▸ Work item: Retype exactly the lines that run from the start of the data to the line holding "async fn get_log(&self, id: i64)", including both, and only those.

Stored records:

*** Begin section ***

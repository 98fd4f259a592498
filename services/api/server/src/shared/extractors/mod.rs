pub mod payload;
pub mod request_id;
pub mod validations;
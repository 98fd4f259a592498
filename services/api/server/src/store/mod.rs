//! Storage backends for buildings and maintenance logs.

use std::time::Duration;

use async_trait::async_trait;
use postgres_models::connection::WithConnectionError;

pub mod memory;
pub mod models;
pub mod postgres;

pub use memory::InMemoryMaintenanceStore;
pub use models::{LogChanges, MaintenanceLog, MaintenanceType, NewMaintenanceLog};
pub use postgres::PgMaintenanceStore;

pub type StoreResult<T> = Result<T, StoreError>;

#[derive(Debug, thiserror::Error)]
pub enum StoreError {
    #[error("Database error: {0}")]
    Database(#[from] diesel::result::Error),

    #[error("Failed to get database connection: {0}")]
    Pool(String),

    #[error("Building does not exist: {0}")]
    MissingBuilding(String),

    #[error("Store unavailable: {0}")]
    Unavailable(String),
}

impl From<WithConnectionError<diesel::result::Error>> for StoreError {
    fn from(err: WithConnectionError<diesel::result::Error>) -> Self {
        match err {
            WithConnectionError::Pool(e) => StoreError::Pool(e.to_string()),
            WithConnectionError::Operation(e) => StoreError::Database(e),
        }
    }
}

/// Row-level access to the building and maintenance log tables.
///
/// Implementations do not auto-create buildings: inserting or saving a log
/// that names an unknown building fails, mirroring the foreign key. The
/// auto-creation policy lives in [`crate::gateway::MaintenanceGateway`].
#[async_trait]
pub trait MaintenanceStore: Send + Sync {
    /// Short backend label used in health output.
    fn backend(&self) -> &'static str;

    /// Insert the building if absent. Idempotent and safe under races.
    async fn ensure_building(&self, name: &str) -> StoreResult<()>;

    async fn building_exists(&self, name: &str) -> StoreResult<bool>;

    /// All logs, most recent timestamp first.
    async fn list_logs(&self) -> StoreResult<Vec<MaintenanceLog>>;

    async fn insert_log(
        &self,
        log: NewMaintenanceLog,
    ) -> StoreResult<MaintenanceLog>;

    async fn get_log(&self, id: i64) -> StoreResult<Option<MaintenanceLog>>;

    /// Overwrite the mutable fields. `None` when the row does not exist.
    async fn update_log(
        &self,
        id: i64,
        changes: LogChanges,
    ) -> StoreResult<Option<MaintenanceLog>>;

    /// Delete by id, returning whether a row was removed.
    async fn delete_log(&self, id: i64) -> StoreResult<bool>;

    async fn count_logs(&self) -> StoreResult<i64>;

    async fn ping(&self) -> StoreResult<()>;

    /// Release backend resources, waiting at most `timeout`.
    async fn close(&self, timeout: Duration);
}
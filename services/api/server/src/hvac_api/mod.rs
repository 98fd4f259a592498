use axum::Router;
use axum::routing::{get, put};

pub(crate) mod error_recorder;
pub mod logs;
pub mod roi;

pub fn get_routes(state: crate::AppState) -> Router {
    Router::new()
        .route("/roi", get(roi::handler::handler))
        .route("/logs", get(logs::list::handler).post(logs::create::handler))
        .route(
            "/logs/{id}",
            put(logs::update::handler).delete(logs::delete::handler),
        )
        .with_state(state)
}
use diesel::pg::Pg;
use diesel_async::async_connection_wrapper::AsyncConnectionWrapper;
use diesel_async::pooled_connection::AsyncDieselConnectionManager;
use diesel_async::pooled_connection::bb8;
use diesel_async::{AsyncConnection, AsyncPgConnection, RunQueryDsl};
use diesel_migrations::{EmbeddedMigrations, MigrationHarness};
use std::sync::Arc;
use std::time::Duration;
use tokio::task;
use tokio_postgres::Client as TokioPgClient;
use tracing::Instrument;
use tracing::{info, instrument, warn};

pub type Pool = bb8::Pool<AsyncPgConnection>;
pub type PooledConnection = bb8::PooledConnection<'static, AsyncPgConnection>;

pub const MAX_POOL_SIZE: u32 = 50;
pub const MIN_RESERVED_CONNECTIONS: u32 = 10;

/// Pool tuning knobs. `max_size` overrides the size derived from the
/// server's `max_connections`.
#[derive(Debug, Clone)]
pub struct PoolSettings {
    pub max_size: Option<u32>,
    pub connection_timeout: Duration,
    pub idle_timeout: Duration,
    pub max_lifetime: Duration,
}

impl Default for PoolSettings {
    fn default() -> Self {
        Self {
            max_size: None,
            connection_timeout: Duration::from_secs(10),
            idle_timeout: Duration::from_secs(180),
            max_lifetime: Duration::from_secs(3600),
        }
    }
}

pub async fn create_tokio_pg_client(
    db_url: &str,
) -> Result<TokioPgClient, tokio_postgres::Error> {
    let (client, connection) =
        tokio_postgres::connect(db_url, tokio_postgres::NoTls).await?;

    tokio::spawn(async move {
        if let Err(e) = connection.await {
            tracing::error!("PostgreSQL connection error: {}", e);
        }
    });

    Ok(client)
}

pub async fn get_max_connections(
    client: &TokioPgClient,
) -> Result<i32, anyhow::Error> {
    let row = client
        .query_one("SELECT current_setting('max_connections')", &[])
        .await?;

    let raw: String = row.get(0);
    raw.parse().map_err(|e| {
        anyhow::anyhow!("Failed to parse max_connections '{}': {}", raw, e)
    })
}

pub fn calculate_optimal_pool_size(
    db_max_connections: i32,
    num_app_instances: u32,
    reserved_for_admin: u32,
) -> u32 {
    let available =
        db_max_connections.saturating_sub(reserved_for_admin as i32).max(1);

    let per_instance =
        (available as f32 / num_app_instances.max(1) as f32).floor() as u32;

    per_instance.clamp(1, MAX_POOL_SIZE)
}

pub async fn establish_connection(
    db_url: String,
    settings: PoolSettings,
) -> Result<Pool, anyhow::Error> {
    let max_pool_size = match settings.max_size {
        Some(size) => size,
        None => {
            let client = create_tokio_pg_client(&db_url).await.map_err(|e| {
                anyhow::anyhow!(
                    "Failed to create PostgreSQL tokio client: {}",
                    e
                )
            })?;
            let max_conn = get_max_connections(&client).await?;
            info!("PostgreSQL max_connections: {}", max_conn);
            calculate_optimal_pool_size(max_conn, 1, MIN_RESERVED_CONNECTIONS)
        }
    };
    info!("PostgreSQL max_pool_size: {}", max_pool_size);

    let manager = AsyncDieselConnectionManager::<AsyncPgConnection>::new(db_url);
    let pool = bb8::Pool::builder()
        .max_size(max_pool_size)
        .connection_timeout(settings.connection_timeout)
        .idle_timeout(Some(settings.idle_timeout))
        .retry_connection(true)
        .max_lifetime(Some(settings.max_lifetime))
        .build(manager)
        .await?;

    ping(&pool).await?;

    Ok(pool)
}

/// Round-trips `SELECT 1` on a pooled connection.
pub async fn ping(pool: &Pool) -> Result<(), anyhow::Error> {
    let mut conn = pool.get_owned().await?;
    diesel::sql_query("SELECT 1").execute(&mut conn).await?;
    Ok(())
}

#[instrument(skip(pool))]
pub async fn shutdown_pool_with_timeout(
    pool: Arc<Pool>,
    shutdown_timeout: Duration,
) -> Result<(), String> {
    info!("Starting graceful PostgreSQL pool shutdown with timeout");

    let state = pool.state();
    info!(
        "Current pool state - total: {}, idle: {}, active: {}",
        state.connections,
        state.idle_connections,
        state.connections - state.idle_connections
    );

    if state.connections > state.idle_connections {
        warn!(
            "Waiting for {} active database connections to finish",
            state.connections - state.idle_connections
        );

        let start = tokio::time::Instant::now();
        loop {
            tokio::time::sleep(Duration::from_millis(100)).await;

            let current = pool.state();
            let active = current.connections - current.idle_connections;

            if active == 0 {
                info!("All database connections are now idle");
                break;
            }

            if start.elapsed() > shutdown_timeout {
                warn!(
                    "Shutdown timeout reached with {} active connections remaining",
                    active
                );
                break;
            }
        }
    }

    drop(pool);

    info!("PostgreSQL pool shutdown complete");
    Ok(())
}

pub async fn run_migrations<A>(
    async_connection: A,
    migrations: EmbeddedMigrations,
) -> Result<(), anyhow::Error>
where
    A: AsyncConnection<Backend = Pg> + 'static,
{
    let mut async_wrapper: AsyncConnectionWrapper<A> =
        AsyncConnectionWrapper::from(async_connection);

    if tokio::runtime::Handle::try_current().is_err() {
        anyhow::bail!("This function must be called from within a Tokio runtime");
    }

    let applied = task::spawn_blocking(move || {
        async_wrapper
            .run_pending_migrations(migrations)
            .map(|versions| versions.len())
            .map_err(|e| anyhow::anyhow!("failed to run migrations: {e}"))
    })
    .await??;

    info!(applied, "Database migrations complete");
    Ok(())
}

/// Execute a database operation with a scoped connection.
///
/// The connection is acquired from the pool only when this function is called
/// and returned to the pool when the operation completes, so handlers never
/// hold a connection for their whole lifecycle.
///
/// # Example
///
/// ```rust,ignore
/// use postgres_models::connection::with_connection;
///
/// let logs = with_connection(&pool, |mut conn| async move {
///     MaintenanceLog::list_recent_first(&mut conn).await
/// }).await?;
/// ```
///
/// # Tracing
///
/// - `acquiring_pooled_connection` span: time waiting for a connection
/// - `holding_db_connection` span: time the connection is held and used
pub async fn with_connection<F, Fut, T, E>(
    pool: &Pool,
    operation: F,
) -> Result<T, WithConnectionError<E>>
where
    F: FnOnce(PooledConnection) -> Fut,
    Fut: std::future::Future<Output = Result<T, E>>,
{
    let pool_state_before = pool.state();
    let acquire_span = tracing::info_span!(
        "acquiring_pooled_connection",
        pool.connections = pool_state_before.connections,
        pool.idle_connections = pool_state_before.idle_connections,
    );

    let conn =
        async { pool.get_owned().await.map_err(WithConnectionError::Pool) }
            .instrument(acquire_span)
            .await?;

    let hold_span = tracing::info_span!("holding_db_connection");
    let result = async {
        operation(conn)
            .await
            .map_err(WithConnectionError::Operation)
    }
    .instrument(hold_span)
    .await;

    let pool_state_after = pool.state();
    tracing::debug!(
        pool.connections = pool_state_after.connections,
        pool.idle_connections = pool_state_after.idle_connections,
        "connection_returned_to_pool"
    );

    result
}

/// Error type for `with_connection` that distinguishes pool and operation errors
#[derive(Debug)]
pub enum WithConnectionError<E> {
    /// Error acquiring connection from the pool
    Pool(diesel_async::pooled_connection::bb8::RunError),
    /// Error from the database operation itself
    Operation(E),
}

impl<E: std::fmt::Display> std::fmt::Display for WithConnectionError<E> {
    fn fmt(&self, f: &mut std::fmt::Formatter<'_>) -> std::fmt::Result {
        match self {
            WithConnectionError::Pool(e) => {
                write!(f, "Failed to acquire connection: {}", e)
            }
            WithConnectionError::Operation(e) => {
                write!(f, "Database operation failed: {}", e)
            }
        }
    }
}

impl<E: std::error::Error + 'static> std::error::Error
    for WithConnectionError<E>
{
    fn source(&self) -> Option<&(dyn std::error::Error + 'static)> {
        match self {
            WithConnectionError::Pool(e) => Some(e),
            WithConnectionError::Operation(e) => Some(e),
        }
    }
}
use axum::extract::State;
use axum::http::{StatusCode, header};
use axum::response::IntoResponse;
use prometheus::{Encoder, IntCounterVec, Opts, Registry, TextEncoder};

use crate::AppState;

#[derive(Clone, Debug)]
pub struct ServerMetrics {
    pub registry: Registry,

    pub requests: IntCounterVec,
    pub request_errors: IntCounterVec,
}

impl ServerMetrics {
    /// Metrics live in their own registry, so several instances (one per
    /// test server, say) never collide in the process-global one.
    pub fn new(prefix: Option<String>) -> anyhow::Result<Self> {
        let registry = Registry::new_custom(prefix, None)?;

        let requests = IntCounterVec::new(
            Opts::new("requests", "A metric counting requests by handler"),
            &["handler"],
        )?;
        let request_errors = IntCounterVec::new(
            Opts::new(
                "request_errors",
                "A metric counting request errors by handler and error code",
            ),
            &["handler", "error_code"],
        )?;

        registry.register(Box::new(requests.clone()))?;
        registry.register(Box::new(request_errors.clone()))?;

        Ok(Self {
            registry,
            requests,
            request_errors,
        })
    }

    pub fn record_request(&self, handler: &str) {
        self.requests.with_label_values(&[handler]).inc();
    }

    pub fn record_error(&self, handler: &str, error_code: &str) {
        self.request_errors
            .with_label_values(&[handler, error_code])
            .inc();
    }

    /// Prometheus text exposition of this registry.
    pub fn render(&self) -> String {
        let encoder = TextEncoder::new();
        let mut buffer = Vec::new();
        if let Err(e) = encoder.encode(&self.registry.gather(), &mut buffer) {
            tracing::error!("could not encode prometheus metrics: {}", e);
        }

        match String::from_utf8(buffer) {
            Ok(text) => text,
            Err(e) => {
                tracing::error!("prometheus metrics could not be from_utf8'd: {}", e);
                String::default()
            }
        }
    }
}

pub async fn handler(State(state): State<AppState>) -> impl IntoResponse {
    (
        StatusCode::OK,
        [(header::CONTENT_TYPE, "text/plain; charset=utf-8")],
        state.metrics.render(),
    )
}

#[cfg(test)]
mod tests {
    use super::*;

    #[test]
    fn counters_show_up_in_rendered_output() {
        let metrics = ServerMetrics::new(Some("hvac".to_string())).unwrap();
        metrics.record_request("logs_list");
        metrics.record_error("logs_list", "database_error");
        metrics.record_error("logs_list", "database_error");

        let text = metrics.render();
        assert!(text.contains("hvac_requests{handler=\"logs_list\"} 1"));
        assert!(text.contains(
            "hvac_request_errors{error_code=\"database_error\",handler=\"logs_list\"} 2"
        ));
    }

    #[test]
    fn instances_do_not_share_state() {
        let first = ServerMetrics::new(None).unwrap();
        let second = ServerMetrics::new(None).unwrap();
        first.record_request("roi");

        assert_eq!(first.requests.with_label_values(&["roi"]).get(), 1);
        assert_eq!(second.requests.with_label_values(&["roi"]).get(), 0);
    }
}
pub mod buildings;
pub mod maintenance_logs;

*** End section ***

▸ Result:
repository 98fd4f259a592498
filename services/api/server/src/shared/extractors/mod.rs
pub mod payload;
pub mod request_id;
pub mod validations;
repository 98fd4f259a592498
filename services/api/server/src/store/mod.rs
//! Storage backends for buildings and maintenance logs.

use std::time::Duration;

use async_trait::async_trait;
use postgres_models::connection::WithConnectionError;

pub mod memory;
pub mod models;
pub mod postgres;

pub use memory::InMemoryMaintenanceStore;
pub use models::{LogChanges, MaintenanceLog, MaintenanceType, NewMaintenanceLog};
pub use postgres::PgMaintenanceStore;

pub type StoreResult<T> = Result<T, StoreError>;

#[derive(Debug, thiserror::Error)]
pub enum StoreError {
    #[error("Database error: {0}")]
    Database(#[from] diesel::result::Error),

    #[error("Failed to get database connection: {0}")]
    Pool(String),

    #[error("Building does not exist: {0}")]
    MissingBuilding(String),

    #[error("Store unavailable: {0}")]
    Unavailable(String),
}

impl From<WithConnectionError<diesel::result::Error>> for StoreError {
    fn from(err: WithConnectionError<diesel::result::Error>) -> Self {
        match err {
            WithConnectionError::Pool(e) => StoreError::Pool(e.to_string()),
            WithConnectionError::Operation(e) => StoreError::Database(e),
        }
    }
}

/// Row-level access to the building and maintenance log tables.
///
/// Implementations do not auto-create buildings: inserting or saving a log
/// that names an unknown building fails, mirroring the foreign key. The
/// auto-creation policy lives in [`crate::gateway::MaintenanceGateway`].
#[async_trait]
pub trait MaintenanceStore: Send + Sync {
    /// Short backend label used in health output.
    fn backend(&self) -> &'static str;

    /// Insert the building if absent. Idempotent and safe under races.
    async fn ensure_building(&self, name: &str) -> StoreResult<()>;

    async fn building_exists(&self, name: &str) -> StoreResult<bool>;

    /// All logs, most recent timestamp first.
    async fn list_logs(&self) -> StoreResult<Vec<MaintenanceLog>>;

    async fn insert_log(
        &self,
        log: NewMaintenanceLog,
    ) -> StoreResult<MaintenanceLog>;

    async fn get_log(&self, id: i64) -> StoreResult<Option<MaintenanceLog>>;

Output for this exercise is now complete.